When it comes to travelling, the one thing a lot of us need to be cautious about is culture shock. In Vietnam, I was definitely taken by surprise to find everyone drinking rice wine at any hour during the day and night. It was part of their culture to do so. Since most of the people in the village either owned farm animals or paddy fields or both, they made their own rice wine.

The coolest part was finding a dead cobra in a jar filled with wine. But the best part was dinner every night. The entire family would get together and we would have our very own hotpot, sitting on the floor in the porch of the house and enjoying each others company for hours.

The village was much colder than the cities and so we were usually in jeans and sweaters. We were warned of this before arriving so we packed accordingly. The constant cool temperature meant there was no need for fans or air-conditioners in the rooms.   

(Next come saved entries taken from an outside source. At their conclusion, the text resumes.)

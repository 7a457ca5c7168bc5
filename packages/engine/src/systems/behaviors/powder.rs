//! Powder - sand, coal, gunpowder
//!
//! Velocity-driven fall: the velocity slot accumulates gravity up to the
//! terminal speed and the grain attempts `floor(v)` single-row steps per update.
//! Blocked grains roll to a random diagonal; gas is swapped through and
//! lighter liquids are sunk through (slowing the grain down).

use super::explosion::{explode, Blast};
use super::UpdateContext;
use crate::domain::materials::{MAT_EMBER, MAT_FIRE};

const SINK_WOBBLE_CHANCE: f32 = 0.4;
const LIQUID_DRAG: f32 = 0.9;
const DIAGONAL_LIQUID_DRAG: f32 = 0.5;

pub(super) fn update_sand(ctx: &mut UpdateContext) -> bool {
    fall(ctx)
}

pub(super) fn update_coal(ctx: &mut UpdateContext) -> bool {
    if ctx.temp() > 250.0 && ctx.chance(0.05) {
        ctx.replace_self(MAT_EMBER);
        ctx.grid.set_velocity(ctx.x, ctx.y, 0.8);
        return true;
    }
    fall(ctx)
}

pub(super) fn update_gunpowder(ctx: &mut UpdateContext) -> bool {
    if ctx.find_cardinal(|id| id == MAT_FIRE).is_some() {
        let (x, y) = (ctx.x, ctx.y);
        let radius = 5 + ctx.rng.below(3) as i32;
        explode(ctx, x, y, Blast::new(radius, 6.0));
        return true;
    }
    fall(ctx)
}

/// Shared powder motion. Returns true if the grain moved.
pub(super) fn fall(ctx: &mut UpdateContext) -> bool {
    let reg = ctx.registry;
    let id = ctx.grid.get(ctx.x, ctx.y);
    let my_density = reg.density(id);
    let sinks_into = |other: u8| reg.is_liquid(other) && reg.density(other) < my_density;

    let mut velocity = (ctx.grid.get_velocity(ctx.x, ctx.y) + ctx.gravity).min(ctx.terminal_velocity);
    let steps = velocity.floor() as i32;

    let mut moved = false;
    let (mut cx, mut cy) = (ctx.x, ctx.y);

    for _ in 0..steps {
        let ny = cy + 1;
        let below = ctx.grid.get(cx, ny);

        if below == 0 {
            ctx.grid.move_cell(cx, cy, cx, ny);
            cy = ny;
            moved = true;
        } else if reg.is_gas(below) {
            ctx.grid.swap(cx, cy, cx, ny);
            cy = ny;
            moved = true;
        } else if sinks_into(below) {
            let mut wobbled = false;
            if ctx.rng.chance(SINK_WOBBLE_CHANCE) {
                let dir = ctx.rng.sign();
                if sinks_into(ctx.grid.get(cx + dir, ny)) {
                    ctx.grid.swap(cx, cy, cx + dir, ny);
                    cx += dir;
                    wobbled = true;
                }
            }
            if !wobbled {
                ctx.grid.swap(cx, cy, cx, ny);
            }
            cy = ny;
            moved = true;
            velocity *= LIQUID_DRAG;
        } else {
            let dir = ctx.rng.sign();
            let mut rolled = false;
            for side in [dir, -dir] {
                let target = ctx.grid.get(cx + side, ny);
                if target == 0 {
                    ctx.grid.move_cell(cx, cy, cx + side, ny);
                } else if reg.is_gas(target) {
                    ctx.grid.swap(cx, cy, cx + side, ny);
                } else if sinks_into(target) {
                    ctx.grid.swap(cx, cy, cx + side, ny);
                    velocity *= DIAGONAL_LIQUID_DRAG;
                } else {
                    continue;
                }
                cx += side;
                cy = ny;
                rolled = true;
                break;
            }
            if !rolled {
                ctx.grid.set_velocity(cx, cy, 0.0);
                return moved;
            }
            moved = true;
        }
    }

    ctx.grid.set_velocity(cx, cy, velocity);
    moved
}
//! Messages between the coordinator and its workers.
//!
//! One `Init` per worker, then per frame four `Phase` commands, each answered
//! by exactly one `Done`. The `Done` round-trip is the only synchronization
//! between phases.

use std::sync::Arc;

use crate::core::shared_memory::SharedMemory;
use crate::domain::registry::MaterialRegistry;
use crate::spatial::chunks::{ChunkAssignment, ChunkBitmap, PhaseColor};

use super::SimulationConfig;

pub enum WorkerCommand {
    Init {
        width: u32,
        height: u32,
        worker_id: usize,
        assigned_chunks: Vec<ChunkAssignment>,
        shared: Arc<SharedMemory>,
        registry: Arc<MaterialRegistry>,
        config: SimulationConfig,
    },
    Phase {
        color: PhaseColor,
        frame: u64,
        /// First phase of the frame: also conduct heat and integrate off-grid particles.
        frame_start: bool,
        /// Active-this-frame bitmap; sent with the first phase only.
        active_snapshot: Option<Arc<ChunkBitmap>>,
        jitter_x: i32,
        jitter_y: i32,
    },
    /// Drop the off-grid pool after the world was cleared or reloaded. No reply.
    ResetParticles,
    Shutdown,
}

#[derive(Debug)]
pub enum WorkerReply {
    Done {
        worker_id: usize,
        frame: u64,
        color: PhaseColor,
        /// `[x, y, vx, vy, id, color]` records, only after a frame-start phase.
        particle_buffer: Option<Vec<f32>>,
        /// Live cell count as this worker saw it when it finished.
        particle_count: u32,
        cells_updated: u32,
    },
}

impl std::fmt::Debug for WorkerCommand {
    fn fmt(&self, f: &mut std::fmt::Formatter<'_>) -> std::fmt::Result {
        match self {
            WorkerCommand::Init {
                width,
                height,
                worker_id,
                assigned_chunks,
                ..
            } => f
                .debug_struct("Init")
                .field("width", width)
                .field("height", height)
                .field("worker_id", worker_id)
                .field("assigned_chunks", &assigned_chunks.len())
                .finish_non_exhaustive(),
            WorkerCommand::Phase {
                color,
                frame,
                frame_start,
                ..
            } => f
                .debug_struct("Phase")
                .field("color", color)
                .field("frame", frame)
                .field("frame_start", frame_start)
                .finish_non_exhaustive(),
            WorkerCommand::ResetParticles => f.write_str("ResetParticles"),
            WorkerCommand::Shutdown => f.write_str("Shutdown"),
        }
    }
}
use super::*;

use crate::core::constants::DEFAULT_TEMPERATURE;

impl Grid {
    /// Relocate a cell to `(x2, y2)` and leave the source empty. Whatever was
    /// at the destination is destroyed.
    pub fn move_cell(&mut self, x1: i32, y1: i32, x2: i32, y2: i32) {
        let (Some(src), Some(dst)) = (self.index(x1, y1), self.index(x2, y2)) else {
            return;
        };
        if src == dst {
            return;
        }
        let id = self.mem.cell(src);
        let replaced = self.mem.cell(dst);

        self.mem.store_cell(dst, id);
        self.mem.store_velocity(dst, self.mem.velocity(src));
        self.mem.store_temperature(dst, self.mem.temperature(src));
        self.mem.store_sleep_timer(dst, 0);
        self.mem.store_stamp(dst, self.tag);

        self.mem.store_cell(src, 0);
        self.mem.store_velocity(src, 0.0);
        self.mem.store_temperature(src, DEFAULT_TEMPERATURE);
        self.mem.store_sleep_timer(src, 0);

        // source always ends empty, so only a destroyed destination changes the count
        if replaced != 0 {
            self.mem.adjust_particle_count(-1);
        }

        self.wake_neighborhood(x1, y1);
        self.wake_neighborhood(x2, y2);
    }

    /// Exchange id, velocity and temperature of two cells.
    pub fn swap(&mut self, x1: i32, y1: i32, x2: i32, y2: i32) {
        let (Some(a), Some(b)) = (self.index(x1, y1), self.index(x2, y2)) else {
            return;
        };
        if a == b {
            return;
        }
        let (id_a, id_b) = (self.mem.cell(a), self.mem.cell(b));
        let (v_a, v_b) = (self.mem.velocity(a), self.mem.velocity(b));
        let (t_a, t_b) = (self.mem.temperature(a), self.mem.temperature(b));

        self.mem.store_cell(a, id_b);
        self.mem.store_cell(b, id_a);
        self.mem.store_velocity(a, v_b);
        self.mem.store_velocity(b, v_a);
        self.mem.store_temperature(a, t_b);
        self.mem.store_temperature(b, t_a);
        self.mem.store_stamp(a, self.tag);
        self.mem.store_stamp(b, self.tag);

        self.wake_neighborhood(x1, y1);
        self.wake_neighborhood(x2, y2);
    }
}
//! Liquid - water, oil, acid, lava, slime, mercury
//!
//! One generic step parameterized by the registry entry (density,
//! dispersion, flow rate). Material-specific reactions run first and fall
//! through to `flow`.
//!
//! Horizontal spreading is gated by a cheap positional hash instead of the
//! RNG so that viscosity produces a stable, moire-free pattern.

use super::{UpdateContext, CARDINAL};
use crate::domain::materials::{
    MaterialId, MAT_ACID, MAT_EMBER, MAT_FIRE, MAT_GAS, MAT_GLASS, MAT_GUNPOWDER, MAT_ICE,
    MAT_MAGMA_ROCK, MAT_OIL, MAT_SAND, MAT_SMOKE, MAT_STEAM, MAT_STONE, MAT_WATER, MAT_WOOD,
};

const SWAP_DRAG: f32 = 0.8;
const LAVA_TEMPERATURE: f32 = 1000.0;

#[inline]
fn flow_hash(x: i32, y: i32, frame: u64) -> u32 {
    ((x as u64).wrapping_mul(12347))
        .wrapping_add((y as u64).wrapping_mul(42347))
        .wrapping_add(frame.wrapping_mul(73241)) as u32
        & 127
}

#[inline]
fn direction_hash(x: i32, y: i32, frame: u64) -> i32 {
    let h = (x as u64)
        .wrapping_mul(4523)
        .wrapping_add((y as u64).wrapping_mul(8321))
        .wrapping_add(frame.wrapping_mul(5123));
    if h & 1 == 0 { 1 } else { -1 }
}

struct Flow {
    id: MaterialId,
    density: u8,
    dispersion: i32,
    pressurized: bool,
    can_spread: bool,
    can_slide: bool,
}

impl Flow {
    /// Lighter fluid (liquid or gas) that this liquid may push aside.
    #[inline]
    fn displaces(&self, ctx: &UpdateContext, other: MaterialId) -> bool {
        other != 0
            && other != self.id
            && ctx.registry.is_fluid(other)
            && ctx.registry.density(other) < self.density
    }

    /// Down-diagonal, then sideways up to `dispersion`, then up-diagonal when pressurized.
    fn try_dir(&self, ctx: &mut UpdateContext, x: i32, y: i32, dir: i32) -> bool {
        let tx = x + dir;
        if tx < 0 || tx >= ctx.grid.width() as i32 {
            return false;
        }

        if self.can_slide {
            let into = ctx.grid.get(tx, y + 1);
            if into == 0 {
                ctx.grid.move_cell(x, y, tx, y + 1);
                return true;
            }
            if self.displaces(ctx, into) {
                ctx.grid.swap(x, y, tx, y + 1);
                return true;
            }
        }

        if !self.can_spread {
            return false;
        }

        for i in 1..=self.dispersion {
            let sx = x + dir * i;
            let content = ctx.grid.get(sx, y);
            if content == 0 {
                ctx.grid.move_cell(x, y, sx, y);
                return true;
            }
            if content == self.id {
                continue;
            }
            if self.displaces(ctx, content) {
                ctx.grid.swap(x, y, sx, y);
                return true;
            }
            break;
        }

        if self.pressurized {
            let into = ctx.grid.get(tx, y - 1);
            if into == 0 {
                ctx.grid.move_cell(x, y, tx, y - 1);
                return true;
            }
            if self.displaces(ctx, into) {
                ctx.grid.swap(x, y, tx, y - 1);
                return true;
            }
        }
        false
    }
}

/// Generic liquid step.
pub(super) fn flow(ctx: &mut UpdateContext) -> bool {
    let (x, y) = (ctx.x, ctx.y);
    let id = ctx.grid.get(x, y);
    let reg = ctx.registry;
    let density = reg.density(id);
    let flow_rate = reg.flow_rate(id);

    let mut velocity = (ctx.grid.get_velocity(x, y) + ctx.gravity).min(ctx.terminal_velocity);
    let fast_rand = flow_hash(x, y, ctx.frame) as f32;
    let can_spread = fast_rand < flow_rate * 128.0;
    let can_slide = fast_rand < flow_rate.max(0.5) * 128.0;

    let steps = (velocity.floor() as i32).max(1);
    let mut moved = false;
    let mut hit_ground = false;
    let cx = x;
    let mut cy = y;

    for _ in 0..steps {
        let ny = cy + 1;
        let below = ctx.grid.get(cx, ny);
        if below == 0 {
            ctx.grid.move_cell(cx, cy, cx, ny);
            cy = ny;
            moved = true;
        } else if below != id && reg.is_fluid(below) && reg.density(below) < density {
            ctx.grid.swap(cx, cy, cx, ny);
            cy = ny;
            moved = true;
            velocity *= SWAP_DRAG;
        } else {
            // floor, boundary, own kind or something denser
            hit_ground = true;
            break;
        }
    }

    if !hit_ground {
        ctx.grid.set_velocity(cx, cy, velocity);
        return moved;
    }
    ctx.grid.set_velocity(cx, cy, 0.0);

    if !can_spread && !can_slide {
        return moved;
    }

    let above = ctx.grid.get(cx, cy - 1);
    let pressurized = above == id || (reg.is_fluid(above) && reg.density(above) >= density);

    let step = Flow {
        id,
        density,
        dispersion: reg.dispersion(id) as i32,
        pressurized,
        can_spread,
        can_slide,
    };
    let dir = direction_hash(x, y, ctx.frame);
    if step.try_dir(ctx, cx, cy, dir) || step.try_dir(ctx, cx, cy, -dir) {
        return true;
    }
    moved
}

pub(super) fn update_water(ctx: &mut UpdateContext) -> bool {
    let temp = ctx.temp();
    if temp < 0.0 {
        if ctx.chance(0.1) {
            ctx.replace_self(MAT_ICE);
            return true;
        }
    } else if temp > 100.0 && ctx.chance(0.15) {
        ctx.replace_self(MAT_STEAM);
        // keep the heat so the steam does not condense right away
        ctx.grid.set_temp(ctx.x, ctx.y, temp);
        return true;
    }

    if let Some((fx, fy)) = ctx.find_cardinal(|id| id == MAT_FIRE) {
        ctx.grid.set(fx, fy, MAT_STEAM);
        ctx.replace_self(MAT_STEAM);
        return true;
    }

    flow(ctx)
}

pub(super) fn update_acid(ctx: &mut UpdateContext) -> bool {
    for (dx, dy) in CARDINAL {
        let (nx, ny) = (ctx.x + dx, ctx.y + dy);
        let id = ctx.grid.get(nx, ny);
        if matches!(id, MAT_STONE | MAT_SAND | MAT_WOOD | MAT_GLASS) && ctx.chance(0.1) {
            ctx.grid.set(nx, ny, 0);
            ctx.replace_self(0);
            return true;
        }
    }
    flow(ctx)
}

pub(super) fn update_lava(ctx: &mut UpdateContext) -> bool {
    let (x, y) = (ctx.x, ctx.y);
    let temp = ctx.temp();

    if temp < 600.0 && ctx.chance(0.15) {
        ctx.replace_self(MAT_MAGMA_ROCK);
        return true;
    }

    for (dx, dy) in CARDINAL {
        let (nx, ny) = (x + dx, y + dy);
        match ctx.grid.get(nx, ny) {
            MAT_WATER => {
                if temp < 950.0 && ctx.chance(0.1) {
                    ctx.replace_self(MAT_MAGMA_ROCK);
                    ctx.grid.set(nx, ny, MAT_STEAM);
                    return true;
                }
            }
            MAT_ICE => {
                if ctx.chance(0.4) {
                    ctx.grid.set(nx, ny, MAT_STEAM);
                    ctx.grid.set_temp(nx, ny, 200.0);
                }
                if ctx.chance(0.02) {
                    ctx.replace_self(MAT_MAGMA_ROCK);
                    return true;
                }
            }
            MAT_OIL => {
                if ctx.chance(0.5) {
                    ctx.grid.set(nx, ny, MAT_FIRE);
                }
            }
            MAT_WOOD => {
                if ctx.chance(0.1) {
                    ctx.grid.set(nx, ny, MAT_EMBER);
                    ctx.grid.set_velocity(nx, ny, 0.5);
                }
            }
            MAT_GUNPOWDER => ctx.grid.set(nx, ny, MAT_FIRE),
            _ => {}
        }
    }

    if ctx.chance(0.01) && ctx.grid.get(x, y - 1) == 0 {
        let roll = ctx.rng.next_f32();
        let emitted = if roll < 0.4 {
            MAT_FIRE
        } else if roll < 0.7 {
            MAT_SMOKE
        } else {
            MAT_GAS
        };
        ctx.grid.set(x, y - 1, emitted);
    }

    ctx.grid.set_temp(x, y, LAVA_TEMPERATURE);
    flow(ctx)
}

pub(super) fn update_slime(ctx: &mut UpdateContext) -> bool {
    for (dx, dy) in CARDINAL {
        let (nx, ny) = (ctx.x + dx, ctx.y + dy);
        match ctx.grid.get(nx, ny) {
            MAT_WATER if ctx.chance(0.02) => ctx.grid.set(nx, ny, MAT_ACID),
            MAT_WOOD if ctx.chance(0.05) => ctx.grid.set(nx, ny, MAT_FIRE),
            _ => {}
        }
    }
    flow(ctx)
}

#[cfg(test)]
mod tests {
    use super::super::test_support::Bench;
    use super::*;
    use crate::domain::materials::{MAT_LAVA, MAT_MERCURY};

    #[test]
    fn hashes_stay_in_range() {
        for x in [-3, 0, 5, 4000] {
            for frame in [0u64, 1, 99, u64::MAX] {
                assert!(flow_hash(x, 7, frame) < 128);
                assert!(direction_hash(x, 7, frame).abs() == 1);
            }
        }
    }

    #[test]
    fn water_falls_one_row_per_update_from_rest() {
        let mut b = Bench::new(8, 8);
        b.grid.set(4, 0, MAT_WATER);
        assert!(b.update(4, 0));
        assert_eq!(b.grid.get(4, 1), MAT_WATER);
        assert_eq!(b.grid.get_velocity(4, 1), 0.5);
    }

    #[test]
    fn water_spreads_on_a_flat_floor() {
        let mut b = Bench::new(16, 4);
        for x in 0..16 {
            b.grid.set(x, 3, MAT_STONE);
        }
        b.grid.set(8, 2, MAT_WATER);
        b.grid.set(8, 1, MAT_WATER);
        b.grid.set(8, 0, MAT_WATER);
        for _ in 0..40 {
            b.sweep();
        }
        assert_eq!(b.count(MAT_WATER), 3);
        // the column has collapsed into the bottom row
        let bottom = (0..16).filter(|&x| b.grid.get(x, 2) == MAT_WATER).count();
        assert_eq!(bottom, 3);
    }

    #[test]
    fn heavier_liquid_sinks_below_lighter() {
        let mut b = Bench::new(4, 8);
        b.grid.set(1, 7, MAT_OIL);
        b.grid.set(1, 6, MAT_MERCURY);
        assert!(b.update(1, 6));
        assert_eq!(b.grid.get(1, 7), MAT_MERCURY);
        assert_eq!(b.grid.get(1, 6), MAT_OIL);
    }

    #[test]
    fn liquid_never_displaces_powder() {
        let mut b = Bench::new(3, 3);
        b.grid.set(1, 2, MAT_SAND);
        b.grid.set(0, 2, MAT_STONE);
        b.grid.set(2, 2, MAT_STONE);
        b.grid.set(1, 1, MAT_MERCURY);
        b.grid.set(0, 1, MAT_STONE);
        b.grid.set(2, 1, MAT_STONE);
        for _ in 0..10 {
            b.sweep();
        }
        assert_eq!(b.grid.get(1, 2), MAT_SAND);
    }

    #[test]
    fn water_extinguishes_fire() {
        let mut b = Bench::new(8, 8);
        b.grid.set(3, 7, MAT_WATER);
        b.grid.set(4, 7, MAT_FIRE);
        assert!(b.update(3, 7));
        assert_eq!(b.grid.get(3, 7), MAT_STEAM);
        assert_eq!(b.grid.get(4, 7), MAT_STEAM);
    }

    /// Stone pocket around `(x, 7)` so the cell cannot flow away.
    fn pocket(b: &mut Bench, x: i32) {
        b.grid.set(x - 1, 7, MAT_STONE);
        b.grid.set(x + 1, 7, MAT_STONE);
    }

    #[test]
    fn boiling_water_keeps_its_heat() {
        let mut b = Bench::new(8, 8);
        pocket(&mut b, 3);
        b.grid.set(3, 7, MAT_WATER);
        b.grid.set_temp(3, 7, 150.0);
        for _ in 0..200 {
            if b.grid.get(3, 7) != MAT_WATER {
                break;
            }
            b.update(3, 7);
        }
        assert_eq!(b.grid.get(3, 7), MAT_STEAM);
        assert_eq!(b.grid.get_temp(3, 7), 150.0);
    }

    #[test]
    fn lava_pins_its_temperature() {
        let mut b = Bench::new(8, 8);
        pocket(&mut b, 3);
        b.grid.set(3, 7, MAT_LAVA);
        b.grid.set_temp(3, 7, 700.0);
        b.update(3, 7);
        assert_eq!(b.grid.get(3, 7), MAT_LAVA);
        assert_eq!(b.grid.get_temp(3, 7), LAVA_TEMPERATURE);
    }

    #[test]
    fn acid_eats_stone_and_is_spent() {
        let mut b = Bench::new(8, 8);
        pocket(&mut b, 3);
        b.grid.set(3, 7, MAT_ACID);
        for _ in 0..200 {
            if b.grid.get(3, 7) != MAT_ACID {
                break;
            }
            b.update(3, 7);
        }
        assert_eq!(b.grid.get(3, 7), 0);
        assert_eq!(b.count(MAT_STONE), 1);
    }
}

The people who owned the house we lived it reared chickens in the back of the house.

In the morning, my sister and I would usually be woken up by the chickens cuckoo-ing at about five in the morning, for absolutely no reason. Once they stopped, there were people speaking in Vietnamese we could hear coming from the speakers placed everywhere around the village. This was definitely something neither of us were used to. After our first morning there, they explained to us the real reason they had that.

In the olden days, there were no newspapers or technology to share news through. And so, the villagers came up with a way to share them through a speaker so that everyone would know what was going on. The reason why it was at six in the morning was because most of the people in the village were awake at that time to either go to work or to start getting ready for school.  

Being able to visit all tourist attractions was fun, but experiencing life as a local citizen of Vietnam was simply icing on the cake. I am so incredibly grateful for the opportunity and thankful to everyone who made me feel so welcome. I will always remember this trip and everything I have learned from it.